▶ _Description of the task_
Starting with the line that contains "mod resolver;" and stopping after the line that contains "pub use config::DbConfig;", copy the entries below exactly. Include nothing else.

### Input data ###

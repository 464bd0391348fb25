//! # till-db: Execution Layer for Till
//!
//! Runs the statements till-core builds against the embedded SQLite store,
//! and attaches declared relations in batches.
//!
//! ## Architecture Position
//! ```text
//! ┌─────────────────────────────────────────────────────────────────────────┐
//! │                          Till Data Flow                                 │
//! │                                                                         │
//! │  IPC command (list_sales { where, include, orderBy })                  │
//! │       │                                                                 │
//! │       ▼                                                                 │
//! │  ┌─────────────────────────────────────────────────────────────────┐   │
//! │  │                     till-db (THIS CRATE)                        │   │
//! │  │                                                                 │   │
//! │  │   ┌───────────────┐    ┌───────────────┐    ┌──────────────┐  │   │
//! │  │   │    Client     │    │  TableModel   │    │   Resolver   │  │   │
//! │  │   │ (client.rs)   │───►│  (model.rs)   │───►│(resolver.rs) │  │   │
//! │  │   │               │    │               │    │              │  │   │
//! │  │   │ model cache   │    │ find / create │    │ one query    │  │   │
//! │  │   │ raw SQL       │    │ update/delete │    │ per relation │  │   │
//! │  │   │ transactions  │    │ aggregate     │    │ edge         │  │   │
//! │  │   └───────┬───────┘    └───────┬───────┘    └──────┬───────┘  │   │
//! │  │           └────────────────────┼───────────────────┘          │   │
//! │  │                                ▼                               │   │
//! │  │                      ┌───────────────────┐                    │   │
//! │  │                      │ Store (store.rs)  │                    │   │
//! │  │                      │ one connection    │                    │   │
//! │  │                      └─────────┬─────────┘                    │   │
//! │  └────────────────────────────────┼──────────────────────────────┘   │
//! │                                   ▼                                    │
//! │                           SQLite database                              │
//! └─────────────────────────────────────────────────────────────────────────┘
//! ```
//!
//! ## Module Organization
//!
//! - [`client`] - Client handle and the process-wide instance
//! - [`model`] - Per-table CRUD and aggregates
//! - [`store`] - The connection, binding and row decoding
//! - [`transaction`] - `run_transaction` and `run_batch`
//! - [`config`] - Connection settings (TOML + environment)
//! - [`error`] - Database error types
//! - [`pos`] - Demo POS tables and registry
//!
//! ## Usage
//!
//! ```rust,ignore
//! use till_core::{FindArgs, Include};
//! use till_db::{Client, DbConfig};
//!
//! let client = Client::connect(DbConfig::new("till.db"), till_db::pos::schema()?).await?;
//!
//! let sales = client.table("sales")?;
//! let recent = sales
//!     .find_many(FindArgs::new().include(Include::new().relation("items")).take(20))
//!     .await?;
//! ```

// =============================================================================
// Module Declarations
// =============================================================================

pub mod client;
pub mod config;
pub mod error;
pub mod model;
pub mod pos;
mod resolver;
pub mod store;
pub mod transaction;

#[cfg(test)]
mod testing;

// =============================================================================
// Re-exports
// =============================================================================

pub use client::{client, init, Client};
pub use config::DbConfig;
pub use error::{DbError, DbResult};
pub use model::TableModel;
pub use store::Store;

###

▶ _Answer to this exercise_
mod resolver;
pub mod store;
pub mod transaction;

#[cfg(test)]
mod testing;

// =============================================================================
// Re-exports
// =============================================================================

pub use client::{client, init, Client};
pub use config::DbConfig;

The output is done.